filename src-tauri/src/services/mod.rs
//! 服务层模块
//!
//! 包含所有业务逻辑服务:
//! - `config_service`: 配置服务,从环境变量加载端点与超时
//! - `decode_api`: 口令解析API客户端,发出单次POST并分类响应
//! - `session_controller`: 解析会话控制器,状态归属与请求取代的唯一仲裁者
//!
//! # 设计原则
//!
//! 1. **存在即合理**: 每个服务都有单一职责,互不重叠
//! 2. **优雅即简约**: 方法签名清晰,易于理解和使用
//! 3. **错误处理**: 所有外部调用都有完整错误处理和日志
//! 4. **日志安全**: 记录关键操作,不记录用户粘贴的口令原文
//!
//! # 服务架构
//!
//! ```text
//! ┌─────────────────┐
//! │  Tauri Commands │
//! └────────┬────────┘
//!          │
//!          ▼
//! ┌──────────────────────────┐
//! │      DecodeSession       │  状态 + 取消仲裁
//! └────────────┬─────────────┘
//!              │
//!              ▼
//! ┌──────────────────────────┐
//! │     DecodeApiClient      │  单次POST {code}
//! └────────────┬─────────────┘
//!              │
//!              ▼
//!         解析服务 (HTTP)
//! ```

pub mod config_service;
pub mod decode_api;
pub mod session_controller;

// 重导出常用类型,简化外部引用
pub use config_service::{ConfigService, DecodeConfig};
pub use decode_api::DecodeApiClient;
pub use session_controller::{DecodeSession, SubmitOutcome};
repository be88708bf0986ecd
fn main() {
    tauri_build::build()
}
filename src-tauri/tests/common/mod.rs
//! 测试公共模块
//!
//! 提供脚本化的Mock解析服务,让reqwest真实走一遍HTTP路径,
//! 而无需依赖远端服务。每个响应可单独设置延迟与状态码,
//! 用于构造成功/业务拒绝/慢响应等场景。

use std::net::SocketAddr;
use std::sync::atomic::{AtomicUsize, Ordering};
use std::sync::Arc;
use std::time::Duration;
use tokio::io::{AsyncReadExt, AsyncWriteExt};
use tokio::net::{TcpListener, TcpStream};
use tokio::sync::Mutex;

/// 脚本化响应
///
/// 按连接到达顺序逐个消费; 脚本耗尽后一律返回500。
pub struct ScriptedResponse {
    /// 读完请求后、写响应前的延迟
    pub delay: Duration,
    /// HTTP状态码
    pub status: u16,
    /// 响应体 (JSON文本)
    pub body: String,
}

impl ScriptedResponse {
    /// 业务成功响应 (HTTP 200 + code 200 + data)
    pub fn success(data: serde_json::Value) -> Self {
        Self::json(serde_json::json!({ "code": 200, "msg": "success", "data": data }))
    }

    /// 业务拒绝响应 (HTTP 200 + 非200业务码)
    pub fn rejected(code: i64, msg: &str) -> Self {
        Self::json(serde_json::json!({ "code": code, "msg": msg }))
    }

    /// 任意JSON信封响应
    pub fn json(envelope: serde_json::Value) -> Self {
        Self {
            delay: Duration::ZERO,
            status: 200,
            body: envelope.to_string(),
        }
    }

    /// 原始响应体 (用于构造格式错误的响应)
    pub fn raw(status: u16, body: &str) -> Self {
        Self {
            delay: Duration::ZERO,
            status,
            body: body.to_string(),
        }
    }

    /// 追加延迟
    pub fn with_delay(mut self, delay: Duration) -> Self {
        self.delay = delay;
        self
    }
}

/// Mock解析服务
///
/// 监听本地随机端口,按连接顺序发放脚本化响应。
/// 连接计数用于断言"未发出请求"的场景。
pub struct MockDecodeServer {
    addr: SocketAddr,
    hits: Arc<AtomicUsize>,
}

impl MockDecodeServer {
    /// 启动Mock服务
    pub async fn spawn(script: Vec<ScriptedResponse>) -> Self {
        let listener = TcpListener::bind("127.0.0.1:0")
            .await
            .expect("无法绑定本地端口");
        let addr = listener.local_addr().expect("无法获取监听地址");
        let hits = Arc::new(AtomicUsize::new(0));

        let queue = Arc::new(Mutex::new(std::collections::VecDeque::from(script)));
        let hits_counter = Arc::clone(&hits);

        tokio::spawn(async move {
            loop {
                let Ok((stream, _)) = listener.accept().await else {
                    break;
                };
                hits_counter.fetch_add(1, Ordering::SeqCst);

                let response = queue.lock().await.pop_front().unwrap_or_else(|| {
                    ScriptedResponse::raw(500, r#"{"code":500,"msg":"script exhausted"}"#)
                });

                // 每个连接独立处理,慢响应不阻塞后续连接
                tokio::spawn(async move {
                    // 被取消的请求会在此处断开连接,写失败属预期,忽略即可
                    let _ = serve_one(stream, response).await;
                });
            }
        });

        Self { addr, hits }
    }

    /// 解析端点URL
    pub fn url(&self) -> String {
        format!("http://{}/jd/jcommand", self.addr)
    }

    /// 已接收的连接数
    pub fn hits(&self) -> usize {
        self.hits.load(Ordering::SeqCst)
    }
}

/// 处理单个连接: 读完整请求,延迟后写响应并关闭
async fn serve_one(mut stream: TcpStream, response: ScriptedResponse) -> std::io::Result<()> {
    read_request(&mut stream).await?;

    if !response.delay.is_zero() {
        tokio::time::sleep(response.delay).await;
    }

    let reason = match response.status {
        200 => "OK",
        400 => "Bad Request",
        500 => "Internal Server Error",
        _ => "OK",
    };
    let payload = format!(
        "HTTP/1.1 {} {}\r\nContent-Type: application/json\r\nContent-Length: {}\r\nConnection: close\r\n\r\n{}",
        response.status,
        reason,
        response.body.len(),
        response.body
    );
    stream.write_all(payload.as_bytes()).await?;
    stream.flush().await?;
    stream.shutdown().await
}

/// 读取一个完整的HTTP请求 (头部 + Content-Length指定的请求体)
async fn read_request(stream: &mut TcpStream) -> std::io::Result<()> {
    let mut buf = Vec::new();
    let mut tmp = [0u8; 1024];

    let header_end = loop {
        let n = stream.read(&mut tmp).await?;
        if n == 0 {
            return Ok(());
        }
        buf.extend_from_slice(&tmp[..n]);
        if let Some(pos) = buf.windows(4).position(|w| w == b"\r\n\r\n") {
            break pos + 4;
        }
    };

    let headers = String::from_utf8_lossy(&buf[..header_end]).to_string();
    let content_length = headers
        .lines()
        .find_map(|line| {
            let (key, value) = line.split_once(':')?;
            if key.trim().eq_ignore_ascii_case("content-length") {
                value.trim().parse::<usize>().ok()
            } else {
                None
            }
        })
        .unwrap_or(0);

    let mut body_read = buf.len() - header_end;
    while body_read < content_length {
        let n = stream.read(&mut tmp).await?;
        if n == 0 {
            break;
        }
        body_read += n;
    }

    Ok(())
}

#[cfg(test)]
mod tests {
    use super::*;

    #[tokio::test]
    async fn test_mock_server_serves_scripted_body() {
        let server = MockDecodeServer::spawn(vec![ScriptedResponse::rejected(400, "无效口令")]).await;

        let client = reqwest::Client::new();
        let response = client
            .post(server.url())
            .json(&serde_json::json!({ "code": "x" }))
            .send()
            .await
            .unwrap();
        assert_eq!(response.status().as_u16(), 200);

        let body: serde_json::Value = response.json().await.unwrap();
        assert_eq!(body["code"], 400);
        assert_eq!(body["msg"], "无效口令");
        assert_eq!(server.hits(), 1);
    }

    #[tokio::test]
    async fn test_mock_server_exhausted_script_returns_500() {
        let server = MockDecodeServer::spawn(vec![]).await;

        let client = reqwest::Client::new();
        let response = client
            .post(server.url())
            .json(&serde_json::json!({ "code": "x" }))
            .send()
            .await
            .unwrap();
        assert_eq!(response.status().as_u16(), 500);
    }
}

========

### Task instructions
Please repeat the entries above exactly as they read.

### Finished exercise
filename src-tauri/src/services/mod.rs
//! 服务层模块
//!
//! 包含所有业务逻辑服务:
//! - `config_service`: 配置服务,从环境变量加载端点与超时
//! - `decode_api`: 口令解析API客户端,发出单次POST并分类响应
//! - `session_controller`: 解析会话控制器,状态归属与请求取代的唯一仲裁者
//!
//! # 设计原则
//!
//! 1. **存在即合理**: 每个服务都有单一职责,互不重叠
//! 2. **优雅即简约**: 方法签名清晰,易于理解和使用
//! 3. **错误处理**: 所有外部调用都有完整错误处理和日志
//! 4. **日志安全**: 记录关键操作,不记录用户粘贴的口令原文
//!
//! # 服务架构
//!
//! ```text
//! ┌─────────────────┐
//! │  Tauri Commands │
//! └────────┬────────┘
//!          │
//!          ▼
//! ┌──────────────────────────┐
//! │      DecodeSession       │  状态 + 取消仲裁
//! └────────────┬─────────────┘
//!              │
//!              ▼
//! ┌──────────────────────────┐
//! │     DecodeApiClient      │  单次POST {code}
//! └────────────┬─────────────┘
//!              │
//!              ▼
//!         解析服务 (HTTP)
//! ```

pub mod config_service;
pub mod decode_api;
pub mod session_controller;

// 重导出常用类型,简化外部引用
pub use config_service::{ConfigService, DecodeConfig};
pub use decode_api::DecodeApiClient;
pub use session_controller::{DecodeSession, SubmitOutcome};
repository be88708bf0986ecd
fn main() {
    tauri_build::build()
}
filename src-tauri/tests/common/mod.rs
//! 测试公共模块
//!
//! 提供脚本化的Mock解析服务,让reqwest真实走一遍HTTP路径,
//! 而无需依赖远端服务。每个响应可单独设置延迟与状态码,
//! 用于构造成功/业务拒绝/慢响应等场景。

use std::net::SocketAddr;
use std::sync::atomic::{AtomicUsize, Ordering};
use std::sync::Arc;
use std::time::Duration;
use tokio::io::{AsyncReadExt, AsyncWriteExt};
use tokio::net::{TcpListener, TcpStream};
use tokio::sync::Mutex;

/// 脚本化响应
///
/// 按连接到达顺序逐个消费; 脚本耗尽后一律返回500。
pub struct ScriptedResponse {
    /// 读完请求后、写响应前的延迟
    pub delay: Duration,
    /// HTTP状态码
    pub status: u16,
    /// 响应体 (JSON文本)
    pub body: String,
}

impl ScriptedResponse {
    /// 业务成功响应 (HTTP 200 + code 200 + data)
    pub fn success(data: serde_json::Value) -> Self {
        Self::json(serde_json::json!({ "code": 200, "msg": "success", "data": data }))
    }

    /// 业务拒绝响应 (HTTP 200 + 非200业务码)
    pub fn rejected(code: i64, msg: &str) -> Self {
        Self::json(serde_json::json!({ "code": code, "msg": msg }))
    }

    /// 任意JSON信封响应
    pub fn json(envelope: serde_json::Value) -> Self {
        Self {
            delay: Duration::ZERO,
            status: 200,
            body: envelope.to_string(),
        }
    }

    /// 原始响应体 (用于构造格式错误的响应)
    pub fn raw(status: u16, body: &str) -> Self {
        Self {
            delay: Duration::ZERO,
            status,
            body: body.to_string(),
        }
    }

    /// 追加延迟
    pub fn with_delay(mut self, delay: Duration) -> Self {
        self.delay = delay;
        self
    }
}

/// Mock解析服务
///
/// 监听本地随机端口,按连接顺序发放脚本化响应。
/// 连接计数用于断言"未发出请求"的场景。
pub struct MockDecodeServer {
    addr: SocketAddr,
    hits: Arc<AtomicUsize>,
}

impl MockDecodeServer {
    /// 启动Mock服务
    pub async fn spawn(script: Vec<ScriptedResponse>) -> Self {
        let listener = TcpListener::bind("127.0.0.1:0")
            .await
            .expect("无法绑定本地端口");
        let addr = listener.local_addr().expect("无法获取监听地址");
        let hits = Arc::new(AtomicUsize::new(0));

        let queue = Arc::new(Mutex::new(std::collections::VecDeque::from(script)));
        let hits_counter = Arc::clone(&hits);

        tokio::spawn(async move {
            loop {
                let Ok((stream, _)) = listener.accept().await else {
                    break;
                };
                hits_counter.fetch_add(1, Ordering::SeqCst);

                let response = queue.lock().await.pop_front().unwrap_or_else(|| {
                    ScriptedResponse::raw(500, r#"{"code":500,"msg":"script exhausted"}"#)
                });

                // 每个连接独立处理,慢响应不阻塞后续连接
                tokio::spawn(async move {
                    // 被取消的请求会在此处断开连接,写失败属预期,忽略即可
                    let _ = serve_one(stream, response).await;
                });
            }
        });

        Self { addr, hits }
    }

    /// 解析端点URL
    pub fn url(&self) -> String {
        format!("http://{}/jd/jcommand", self.addr)
    }

    /// 已接收的连接数
    pub fn hits(&self) -> usize {
        self.hits.load(Ordering::SeqCst)
    }
}

/// 处理单个连接: 读完整请求,延迟后写响应并关闭
async fn serve_one(mut stream: TcpStream, response: ScriptedResponse) -> std::io::Result<()> {
    read_request(&mut stream).await?;

    if !response.delay.is_zero() {
        tokio::time::sleep(response.delay).await;
    }

    let reason = match response.status {
        200 => "OK",
        400 => "Bad Request",
        500 => "Internal Server Error",
        _ => "OK",
    };
    let payload = format!(
        "HTTP/1.1 {} {}\r\nContent-Type: application/json\r\nContent-Length: {}\r\nConnection: close\r\n\r\n{}",
        response.status,
        reason,
        response.body.len(),
        response.body
    );
    stream.write_all(payload.as_bytes()).await?;
    stream.flush().await?;
    stream.shutdown().await
}

/// 读取一个完整的HTTP请求 (头部 + Content-Length指定的请求体)
async fn read_request(stream: &mut TcpStream) -> std::io::Result<()> {
    let mut buf = Vec::new();
    let mut tmp = [0u8; 1024];

    let header_end = loop {
        let n = stream.read(&mut tmp).await?;
        if n == 0 {
            return Ok(());
        }
        buf.extend_from_slice(&tmp[..n]);
        if let Some(pos) = buf.windows(4).position(|w| w == b"\r\n\r\n") {
            break pos + 4;
        }
    };

    let headers = String::from_utf8_lossy(&buf[..header_end]).to_string();
    let content_length = headers
        .lines()
        .find_map(|line| {
            let (key, value) = line.split_once(':')?;
            if key.trim().eq_ignore_ascii_case("content-length") {
                value.trim().parse::<usize>().ok()
            } else {
                None
            }
        })
        .unwrap_or(0);

    let mut body_read = buf.len() - header_end;
    while body_read < content_length {
        let n = stream.read(&mut tmp).await?;
        if n == 0 {
            break;
        }
        body_read += n;
    }

    Ok(())
}

#[cfg(test)]
mod tests {
    use super::*;

    #[tokio::test]
    async fn test_mock_server_serves_scripted_body() {
        let server = MockDecodeServer::spawn(vec![ScriptedResponse::rejected(400, "无效口令")]).await;

        let client = reqwest::Client::new();
        let response = client
            .post(server.url())
            .json(&serde_json::json!({ "code": "x" }))
            .send()
            .await
            .unwrap();
        assert_eq!(response.status().as_u16(), 200);

        let body: serde_json::Value = response.json().await.unwrap();
        assert_eq!(body["code"], 400);
        assert_eq!(body["msg"], "无效口令");
        assert_eq!(server.hits(), 1);
    }

    #[tokio::test]
    async fn test_mock_server_exhausted_script_returns_500() {
        let server = MockDecodeServer::spawn(vec![]).await;

        let client = reqwest::Client::new();
        let response = client
            .post(server.url())
            .json(&serde_json::json!({ "code": "x" }))
            .send()
            .await
            .unwrap();
        assert_eq!(response.status().as_u16(), 500);
    }
}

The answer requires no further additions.